> What needs to be done:
Return all of the entries below exactly as they are given.

> The records:
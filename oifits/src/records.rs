// Copyright 2018-2020 Peter Williams
// Licensed under the MIT License.

//! Sequences of records whose arrays are sized by a table's channel count.
//!
//! Every measurement table fixes a number of spectral channels, `nwave`, and
//! each of its records holds several arrays of exactly that length. A
//! [`ChannelRecords`] is created with the table's `nwave` and refuses any
//! record built for a different channel count, so a table can never hold a
//! mis-sized record.

use crate::errors::{OifitsError, Result};
use std::slice;

/// A record whose per-channel arrays all have the same length.
pub trait ChannelRecord {
    /// The number of spectral channels this record was built for.
    fn nwave(&self) -> usize;
}

/// An ordered sequence of records sharing one channel count.
#[derive(Clone, Debug, PartialEq)]
pub struct ChannelRecords<R> {
    nwave: usize,
    records: Vec<R>,
}

impl<R: ChannelRecord> ChannelRecords<R> {
    /// Create an empty sequence for records of `nwave` channels.
    pub fn new(nwave: usize) -> Self {
        ChannelRecords {
            nwave,
            records: Vec::new(),
        }
    }

    /// The channel count shared by every record.
    pub fn nwave(&self) -> usize {
        self.nwave
    }

    /// The number of records.
    pub fn len(&self) -> usize {
        self.records.len()
    }

    /// Returns true if there are no records.
    pub fn is_empty(&self) -> bool {
        self.records.is_empty()
    }

    /// Append a record, which must have been built for this sequence's
    /// channel count.
    pub fn push(&mut self, record: R) -> Result<()> {
        if record.nwave() != self.nwave {
            return Err(OifitsError::ChannelCount {
                expected: self.nwave,
                actual: record.nwave(),
            });
        }

        self.records.push(record);
        Ok(())
    }

    /// Get a record by position.
    pub fn get(&self, index: usize) -> Option<&R> {
        self.records.get(index)
    }

    /// Get a record by position, for modification of its values.
    pub fn get_mut(&mut self, index: usize) -> Option<&mut R> {
        self.records.get_mut(index)
    }

    /// Iterate over the records.
    pub fn iter(&self) -> slice::Iter<'_, R> {
        self.records.iter()
    }

    /// Iterate mutably over the records.
    pub fn iter_mut(&mut self) -> slice::IterMut<'_, R> {
        self.records.iter_mut()
    }
}

impl<'a, R> IntoIterator for &'a ChannelRecords<R> {
    type Item = &'a R;
    type IntoIter = slice::Iter<'a, R>;

    fn into_iter(self) -> Self::IntoIter {
        self.records.iter()
    }
}

#[cfg(test)]
mod tests {
    use super::*;

    #[derive(Clone, Debug, PartialEq)]
    struct Dummy(usize);

    impl ChannelRecord for Dummy {
        fn nwave(&self) -> usize {
            self.0
        }
    }

    #[test]
    fn channel_count_is_enforced() {
        let mut recs = ChannelRecords::new(4);
        recs.push(Dummy(4)).unwrap();

        match recs.push(Dummy(3)) {
            Err(OifitsError::ChannelCount { expected, actual }) => {
                assert_eq!(expected, 4);
                assert_eq!(actual, 3);
            }
            other => panic!("unexpected result {other:?}"),
        }

        assert_eq!(recs.len(), 1);
        assert_eq!(recs.iter().count(), 1);
    }
}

> Answer to the problem:
filename oifits/src/records.rs
// Copyright 2018-2020 Peter Williams
// Licensed under the MIT License.

//! Sequences of records whose arrays are sized by a table's channel count.
//!
//! Every measurement table fixes a number of spectral channels, `nwave`, and
//! each of its records holds several arrays of exactly that length. A
//! [`ChannelRecords`] is created with the table's `nwave` and refuses any
//! record built for a different channel count, so a table can never hold a
//! mis-sized record.

use crate::errors::{OifitsError, Result};
use std::slice;

/// A record whose per-channel arrays all have the same length.
pub trait ChannelRecord {
    /// The number of spectral channels this record was built for.
    fn nwave(&self) -> usize;
}

/// An ordered sequence of records sharing one channel count.
#[derive(Clone, Debug, PartialEq)]
pub struct ChannelRecords<R> {
    nwave: usize,
    records: Vec<R>,
}

impl<R: ChannelRecord> ChannelRecords<R> {
    /// Create an empty sequence for records of `nwave` channels.
    pub fn new(nwave: usize) -> Self {
        ChannelRecords {
            nwave,
            records: Vec::new(),
        }
    }

    /// The channel count shared by every record.
    pub fn nwave(&self) -> usize {
        self.nwave
    }

    /// The number of records.
    pub fn len(&self) -> usize {
        self.records.len()
    }

    /// Returns true if there are no records.
    pub fn is_empty(&self) -> bool {
        self.records.is_empty()
    }

    /// Append a record, which must have been built for this sequence's
    /// channel count.
    pub fn push(&mut self, record: R) -> Result<()> {
        if record.nwave() != self.nwave {
            return Err(OifitsError::ChannelCount {
                expected: self.nwave,
                actual: record.nwave(),
            });
        }

        self.records.push(record);
        Ok(())
    }

    /// Get a record by position.
    pub fn get(&self, index: usize) -> Option<&R> {
        self.records.get(index)
    }

    /// Get a record by position, for modification of its values.
    pub fn get_mut(&mut self, index: usize) -> Option<&mut R> {
        self.records.get_mut(index)
    }

    /// Iterate over the records.
    pub fn iter(&self) -> slice::Iter<'_, R> {
        self.records.iter()
    }

    /// Iterate mutably over the records.
    pub fn iter_mut(&mut self) -> slice::IterMut<'_, R> {
        self.records.iter_mut()
    }
}

impl<'a, R> IntoIterator for &'a ChannelRecords<R> {
    type Item = &'a R;
    type IntoIter = slice::Iter<'a, R>;

    fn into_iter(self) -> Self::IntoIter {
        self.records.iter()
    }
}

#[cfg(test)]
mod tests {
    use super::*;

    #[derive(Clone, Debug, PartialEq)]
    struct Dummy(usize);

    impl ChannelRecord for Dummy {
        fn nwave(&self) -> usize {
            self.0
        }
    }

    #[test]
    fn channel_count_is_enforced() {
        let mut recs = ChannelRecords::new(4);
        recs.push(Dummy(4)).unwrap();

        match recs.push(Dummy(3)) {
            Err(OifitsError::ChannelCount { expected, actual }) => {
                assert_eq!(expected, 4);
                assert_eq!(actual, 3);
            }
            other => panic!("unexpected result {other:?}"),
        }

        assert_eq!(recs.len(), 1);
        assert_eq!(recs.iter().count(), 1);
    }
}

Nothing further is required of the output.